### Work required
In the data below, one line contains "ordering stage once." and a later one contains "let mut m: HashMap<String, Value>". Print both, with every line between them, exactly and alone.

### Source records
----

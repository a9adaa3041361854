//! The site renderer. Every page is the composition of the shared base
//! layout and one content fragment: the fragment defines a `content` block
//! (`{{define "content"}}…{{end}}`) and the layout places it with
//! `{{template "content" .}}`. Layout and fragment sources are concatenated
//! and compiled exactly once per pair here; rendering a page only executes
//! the compiled template against its data context.

use std::collections::HashMap;
use std::fmt;
use std::fs::File;
use std::io;
use std::path::{Path, PathBuf};

use chrono::{Datelike, Utc};
use gtmpl::{Context, Template, Value};
use log::error;

use crate::config::Config;
use crate::post::Post;
use crate::site::Site;

/// Renders the index page and one page per post from compiled templates.
pub struct Writer {
    index_template: Template,
    posts_template: Template,
    output_directory: PathBuf,
    posts_output_directory: PathBuf,
}

impl Writer {
    /// Compiles the two page templates. A missing or unreadable template
    /// source file is fatal: there is no fallback layout to render with.
    pub fn new(config: &Config) -> Result<Writer> {
        Ok(Writer {
            index_template: compose_template(&[
                config.layout_template(),
                config.index_template(),
            ])?,
            posts_template: compose_template(&[
                config.layout_template(),
                config.post_template(),
            ])?,
            output_directory: config.output_directory.clone(),
            posts_output_directory: config.posts_output_directory(),
        })
    }

    /// Renders `index.html` against a context exposing the site, the site
    /// title, and the ordered posts.
    pub fn write_index(&self, site: &Site) -> Result<()> {
        let mut context: HashMap<String, Value> = HashMap::new();
        context.insert("site".to_owned(), site.to_value());
        context.insert("title".to_owned(), Value::String(site.title.clone()));
        context.insert(
            "posts".to_owned(),
            Value::Array(site.posts.iter().map(Post::to_value).collect()),
        );
        self.execute(
            &self.index_template,
            Value::Object(context),
            &self.output_directory.join("index.html"),
        )
    }

    /// Renders `posts/<slug>.html` for every post. A failure rendering or
    /// writing one post is reported and does not stop the remaining posts.
    pub fn write_posts(&self, site: &Site) -> Result<()> {
        std::fs::create_dir_all(&self.posts_output_directory)?;
        for post in &site.posts {
            if let Err(err) = self.write_post(site, post) {
                error!("rendering post `{}`: {}", post.slug, err);
            }
        }
        Ok(())
    }

    fn write_post(&self, site: &Site, post: &Post) -> Result<()> {
        let mut context: HashMap<String, Value> = HashMap::new();
        context.insert("site".to_owned(), site.to_value());
        context.insert("title".to_owned(), Value::String(post.title.clone()));
        context.insert("date".to_owned(), Value::String(post.date.clone()));
        // the body is already HTML; gtmpl interpolates it verbatim
        context.insert("content".to_owned(), Value::String(post.content.clone()));
        self.execute(
            &self.posts_template,
            Value::Object(context),
            &self.posts_output_directory.join(format!("{}.html", post.slug)),
        )
    }

    fn execute(&self, template: &Template, value: Value, path: &Path) -> Result<()> {
        let context = Context::from(value).map_err(Error::Template)?;
        template.execute(&mut File::create(path)?, &context)?;
        Ok(())
    }
}

// Loads the template file contents, concatenates them, and parses the result
// into a template with the injected helpers registered.
fn compose_template(template_files: &[PathBuf]) -> Result<Template> {
    let mut contents = String::new();
    for template_file in template_files {
        use std::io::Read;
        File::open(template_file)
            .map_err(|e| Error::OpenTemplateFile {
                path: template_file.to_owned(),
                err: e,
            })?
            .read_to_string(&mut contents)?;
        contents.push('\n');
    }

    let mut template = Template::default();
    template.add_func("current_year", current_year);
    template.parse(&contents).map_err(Error::ParseTemplate)?;
    Ok(template)
}

/// Injected template helper returning the current year, used by the
/// layout's footer line.
fn current_year(_args: &[Value]) -> std::result::Result<Value, String> {
    Ok(Value::from(i64::from(Utc::now().year())))
}

/// The result of a fallible page-rendering operation.
pub type Result<T> = std::result::Result<T, Error>;

/// Represents an error in a page-rendering operation.
#[derive(Debug)]
pub enum Error {
    /// An error during templating.
    Template(String),

    /// Returned for I/O problems while opening template source files.
    OpenTemplateFile { path: PathBuf, err: io::Error },

    /// Returned for errors parsing template sources.
    ParseTemplate(String),

    /// An error writing the output files.
    Io(io::Error),
}

impl fmt::Display for Error {
    /// Displays an [`Error`] as presentable text.
    fn fmt(&self, f: &mut fmt::Formatter) -> fmt::Result {
        match self {
            Error::Template(err) => err.fmt(f),
            Error::OpenTemplateFile { path, err } => {
                write!(f, "opening template file `{}`: {}", path.display(), err)
            }
            Error::ParseTemplate(err) => err.fmt(f),
            Error::Io(err) => err.fmt(f),
        }
    }
}

impl std::error::Error for Error {
    /// Implements the [`std::error::Error`] trait for [`Error`].
    fn source(&self) -> Option<&(dyn std::error::Error + 'static)> {
        match self {
            Error::Template(_) => None,
            Error::OpenTemplateFile { path: _, err } => Some(err),
            Error::ParseTemplate(_) => None,
            Error::Io(err) => Some(err),
        }
    }
}

impl From<io::Error> for Error {
    /// Converts an [`io::Error`] into an [`Error`]. This allows us to use
    /// the `?` operator for fallible I/O operations.
    fn from(err: io::Error) -> Error {
        Error::Io(err)
    }
}

impl From<String> for Error {
    /// Converts a template error message ([`String`]) into an [`Error`].
    /// This allows us to use the `?` operator for fallible template
    /// operations.
    fn from(err: String) -> Error {
        Error::Template(err)
    }
}
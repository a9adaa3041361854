//! Defines the [`Site`] aggregate: the site's identity plus the ordered
//! post collection, handed read-only to the renderer and the feed builder.

use std::collections::HashMap;

use gtmpl::Value;
use url::Url;

use crate::config::Config;
use crate::post::{self, Post};

/// The whole-blog aggregate.
pub struct Site {
    pub title: String,
    pub description: String,
    pub base_url: Url,

    /// Posts in publication order, newest first. Populated exactly once by
    /// [`Site::new`]; consumers must never re-sort, since index and feed
    /// ordering are defined to be this ordering.
    pub posts: Vec<Post>,
}

impl Site {
    /// Builds a [`Site`] from configuration and freshly parsed posts,
    /// running the ordering stage once.
    pub fn new(config: &Config, mut posts: Vec<Post>) -> Site {
        post::sort_by_date(&mut posts);
        Site {
            title: config.title.clone(),
            description: config.description.clone(),
            base_url: config.base_url.clone(),
            posts,
        }
    }

    /// The absolute URL at which a post is reachable.
    pub fn permalink(&self, slug: &str) -> String {
        format!("{}/posts/{}.html", self.base_url_str(), slug)
    }

    /// The base URL without a trailing slash, ready for link concatenation.
    pub fn base_url_str(&self) -> &str {
        self.base_url.as_str().trim_end_matches('/')
    }

    /// Converts the site's metadata into a [`Value`] for templating.
    pub fn to_value(&self) -> Value {
        let mut m: HashMap<String, Value> = HashMap::new();
        m.insert("title".to_owned(), Value::String(self.title.clone()));
        m.insert(
            "base_url".to_owned(),
            Value::String(self.base_url_str().to_owned()),
        );
        Value::Object(m)
    }
}

#[cfg(test)]
mod test {
    use super::*;
    use std::path::Path;

    fn test_config() -> Config {
        Config::for_project(
            Path::new("."),
            "blog".to_owned(),
            "a blog".to_owned(),
            Url::parse("https://example.org").unwrap(),
        )
    }

    fn post(slug: &str, date: &str) -> Post {
        Post {
            title: slug.to_owned(),
            date: date.to_owned(),
            slug: slug.to_owned(),
            content: String::new(),
            summary: String::new(),
        }
    }

    #[test]
    fn test_permalink() {
        let site = Site::new(&test_config(), Vec::new());
        assert_eq!(
            site.permalink("my-post"),
            "https://example.org/posts/my-post.html"
        );
    }

    #[test]
    fn test_construction_orders_posts() {
        let site = Site::new(
            &test_config(),
            vec![post("old", "2020-01-01"), post("new", "2024-01-01")],
        );
        assert_eq!(site.posts[0].slug, "new");
        assert_eq!(site.posts[1].slug, "old");
    }
}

----

### Result of the exercise
    /// running the ordering stage once.
    pub fn new(config: &Config, mut posts: Vec<Post>) -> Site {
        post::sort_by_date(&mut posts);
        Site {
            title: config.title.clone(),
            description: config.description.clone(),
            base_url: config.base_url.clone(),
            posts,
        }
    }

    /// The absolute URL at which a post is reachable.
    pub fn permalink(&self, slug: &str) -> String {
        format!("{}/posts/{}.html", self.base_url_str(), slug)
    }

    /// The base URL without a trailing slash, ready for link concatenation.
    pub fn base_url_str(&self) -> &str {
        self.base_url.as_str().trim_end_matches('/')
    }

    /// Converts the site's metadata into a [`Value`] for templating.
    pub fn to_value(&self) -> Value {
        let mut m: HashMap<String, Value> = HashMap::new();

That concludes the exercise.